The data START

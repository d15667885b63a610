use std::collections::HashMap;
use std::path::Path;

use anyhow::{anyhow, Context, Result};
use serde::{Deserialize, Serialize};

use crate::detect::backend::DetectorBackend;
use crate::detect::result::Detection;
use crate::frame::Frame;

/// One entry of a detection script.
#[derive(Clone, Debug, Serialize, Deserialize)]
pub struct ScriptedFrame {
    /// 1-based frame sequence the detections belong to.
    pub frame: u64,
    /// Session time of the frame, used by offline replay.
    #[serde(default, skip_serializing_if = "Option::is_none")]
    pub at_secs: Option<f64>,
    #[serde(default)]
    pub detections: Vec<Detection>,
}

/// Replays pre-recorded detections keyed by frame sequence.
///
/// Frames without a script entry yield no detections.
pub struct ScriptedBackend {
    labels: Vec<String>,
    frames: HashMap<u64, Vec<Detection>>,
}

impl ScriptedBackend {
    pub fn new(script: Vec<ScriptedFrame>) -> Self {
        let mut labels: Vec<String> = Vec::new();
        let mut frames: HashMap<u64, Vec<Detection>> = HashMap::new();
        for entry in script {
            for det in &entry.detections {
                if !labels.contains(&det.class_label) {
                    labels.push(det.class_label.clone());
                }
            }
            frames.entry(entry.frame).or_default().extend(entry.detections);
        }
        Self { labels, frames }
    }

    /// Load a JSON array of [`ScriptedFrame`] entries.
    pub fn from_path<P: AsRef<Path>>(path: P) -> Result<Self> {
        let script = read_script(path)?;
        Ok(Self::new(script))
    }

    /// Declare labels the backend may emit even if the script never uses them.
    pub fn with_labels<I, S>(mut self, labels: I) -> Self
    where
        I: IntoIterator<Item = S>,
        S: Into<String>,
    {
        for label in labels {
            let label = label.into();
            if !self.labels.contains(&label) {
                self.labels.push(label);
            }
        }
        self
    }
}

impl DetectorBackend for ScriptedBackend {
    fn name(&self) -> &'static str {
        "scripted"
    }

    fn labels(&self) -> &[String] {
        &self.labels
    }

    fn detect(&mut self, frame: &Frame) -> Result<Vec<Detection>> {
        Ok(self.frames.get(&frame.sequence).cloned().unwrap_or_default())
    }
}

pub fn read_script<P: AsRef<Path>>(path: P) -> Result<Vec<ScriptedFrame>> {
    let path = path.as_ref();
    let raw = std::fs::read_to_string(path)
        .with_context(|| format!("failed to read detection script {}", path.display()))?;
    let script: Vec<ScriptedFrame> = serde_json::from_str(&raw)
        .map_err(|e| anyhow!("invalid detection script {}: {}", path.display(), e))?;
    if script.iter().any(|entry| entry.frame == 0) {
        return Err(anyhow!(
            "detection script {}: frame numbers start at 1",
            path.display()
        ));
    }
    Ok(script)
}

#[cfg(test)]
mod tests {
    use super::*;
    use crate::detect::result::BoundingBox;

    fn frame(sequence: u64) -> Frame {
        Frame::new(vec![0; 3], 1, 1, sequence).unwrap()
    }

    #[test]
    fn replays_by_sequence() {
        let mut backend = ScriptedBackend::new(vec![
            ScriptedFrame {
                frame: 2,
                at_secs: None,
                detections: vec![Detection::new("door", BoundingBox::new(1, 1, 5, 5))],
            },
            ScriptedFrame {
                frame: 2,
                at_secs: None,
                detections: vec![Detection::new("chair", BoundingBox::new(6, 1, 9, 5))],
            },
        ]);

        assert!(backend.detect(&frame(1)).unwrap().is_empty());
        let second = backend.detect(&frame(2)).unwrap();
        assert_eq!(second.len(), 2);
        assert_eq!(second[0].class_label, "door");
        assert!(backend.supports_label("chair"));
        assert!(!backend.supports_label("window"));
        assert!(backend.with_labels(["window"]).supports_label("window"));
    }

    #[test]
    fn reads_script_from_disk() {
        let mut file = tempfile::NamedTempFile::new().unwrap();
        std::io::Write::write_all(
            &mut file,
            br#"[{"frame": 1, "at_secs": 0.5, "detections": [
                {"class_label": "door", "bounding_box": {"x1": 100, "y1": 0, "x2": 140, "y2": 50}}
            ]}]"#,
        )
        .unwrap();
        let script = read_script(file.path()).unwrap();
        assert_eq!(script[0].at_secs, Some(0.5));

        let mut backend = ScriptedBackend::from_path(file.path()).unwrap();
        assert_eq!(backend.detect(&frame(1)).unwrap().len(), 1);
    }

    #[test]
    fn frame_zero_is_rejected() {
        let mut file = tempfile::NamedTempFile::new().unwrap();
        std::io::Write::write_all(&mut file, br#"[{"frame": 0}]"#).unwrap();
        assert!(read_script(file.path()).is_err());
    }
}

The data END

◆ Your instructions ◆
Without omission, retype the full listing shown above.

◆ Exercise answer ◆
repository d15667885b63a610
use std::collections::HashMap;
use std::path::Path;

use anyhow::{anyhow, Context, Result};
use serde::{Deserialize, Serialize};

use crate::detect::backend::DetectorBackend;
use crate::detect::result::Detection;
use crate::frame::Frame;

/// One entry of a detection script.
#[derive(Clone, Debug, Serialize, Deserialize)]
pub struct ScriptedFrame {
    /// 1-based frame sequence the detections belong to.
    pub frame: u64,
    /// Session time of the frame, used by offline replay.
    #[serde(default, skip_serializing_if = "Option::is_none")]
    pub at_secs: Option<f64>,
    #[serde(default)]
    pub detections: Vec<Detection>,
}

/// Replays pre-recorded detections keyed by frame sequence.
///
/// Frames without a script entry yield no detections.
pub struct ScriptedBackend {
    labels: Vec<String>,
    frames: HashMap<u64, Vec<Detection>>,
}

impl ScriptedBackend {
    pub fn new(script: Vec<ScriptedFrame>) -> Self {
        let mut labels: Vec<String> = Vec::new();
        let mut frames: HashMap<u64, Vec<Detection>> = HashMap::new();
        for entry in script {
            for det in &entry.detections {
                if !labels.contains(&det.class_label) {
                    labels.push(det.class_label.clone());
                }
            }
            frames.entry(entry.frame).or_default().extend(entry.detections);
        }
        Self { labels, frames }
    }

    /// Load a JSON array of [`ScriptedFrame`] entries.
    pub fn from_path<P: AsRef<Path>>(path: P) -> Result<Self> {
        let script = read_script(path)?;
        Ok(Self::new(script))
    }

    /// Declare labels the backend may emit even if the script never uses them.
    pub fn with_labels<I, S>(mut self, labels: I) -> Self
    where
        I: IntoIterator<Item = S>,
        S: Into<String>,
    {
        for label in labels {
            let label = label.into();
            if !self.labels.contains(&label) {
                self.labels.push(label);
            }
        }
        self
    }
}

impl DetectorBackend for ScriptedBackend {
    fn name(&self) -> &'static str {
        "scripted"
    }

    fn labels(&self) -> &[String] {
        &self.labels
    }

    fn detect(&mut self, frame: &Frame) -> Result<Vec<Detection>> {
        Ok(self.frames.get(&frame.sequence).cloned().unwrap_or_default())
    }
}

pub fn read_script<P: AsRef<Path>>(path: P) -> Result<Vec<ScriptedFrame>> {
    let path = path.as_ref();
    let raw = std::fs::read_to_string(path)
        .with_context(|| format!("failed to read detection script {}", path.display()))?;
    let script: Vec<ScriptedFrame> = serde_json::from_str(&raw)
        .map_err(|e| anyhow!("invalid detection script {}: {}", path.display(), e))?;
    if script.iter().any(|entry| entry.frame == 0) {
        return Err(anyhow!(
            "detection script {}: frame numbers start at 1",
            path.display()
        ));
    }
    Ok(script)
}

#[cfg(test)]
mod tests {
    use super::*;
    use crate::detect::result::BoundingBox;

    fn frame(sequence: u64) -> Frame {
        Frame::new(vec![0; 3], 1, 1, sequence).unwrap()
    }

    #[test]
    fn replays_by_sequence() {
        let mut backend = ScriptedBackend::new(vec![
            ScriptedFrame {
                frame: 2,
                at_secs: None,
                detections: vec![Detection::new("door", BoundingBox::new(1, 1, 5, 5))],
            },
            ScriptedFrame {
                frame: 2,
                at_secs: None,
                detections: vec![Detection::new("chair", BoundingBox::new(6, 1, 9, 5))],
            },
        ]);

        assert!(backend.detect(&frame(1)).unwrap().is_empty());
        let second = backend.detect(&frame(2)).unwrap();
        assert_eq!(second.len(), 2);
        assert_eq!(second[0].class_label, "door");
        assert!(backend.supports_label("chair"));
        assert!(!backend.supports_label("window"));
        assert!(backend.with_labels(["window"]).supports_label("window"));
    }

    #[test]
    fn reads_script_from_disk() {
        let mut file = tempfile::NamedTempFile::new().unwrap();
        std::io::Write::write_all(
            &mut file,
            br#"[{"frame": 1, "at_secs": 0.5, "detections": [
                {"class_label": "door", "bounding_box": {"x1": 100, "y1": 0, "x2": 140, "y2": 50}}
            ]}]"#,
        )
        .unwrap();
        let script = read_script(file.path()).unwrap();
        assert_eq!(script[0].at_secs, Some(0.5));

        let mut backend = ScriptedBackend::from_path(file.path()).unwrap();
        assert_eq!(backend.detect(&frame(1)).unwrap().len(), 1);
    }

    #[test]
    fn frame_zero_is_rejected() {
        let mut file = tempfile::NamedTempFile::new().unwrap();
        std::io::Write::write_all(&mut file, br#"[{"frame": 0}]"#).unwrap();
        assert!(read_script(file.path()).is_err());
    }
}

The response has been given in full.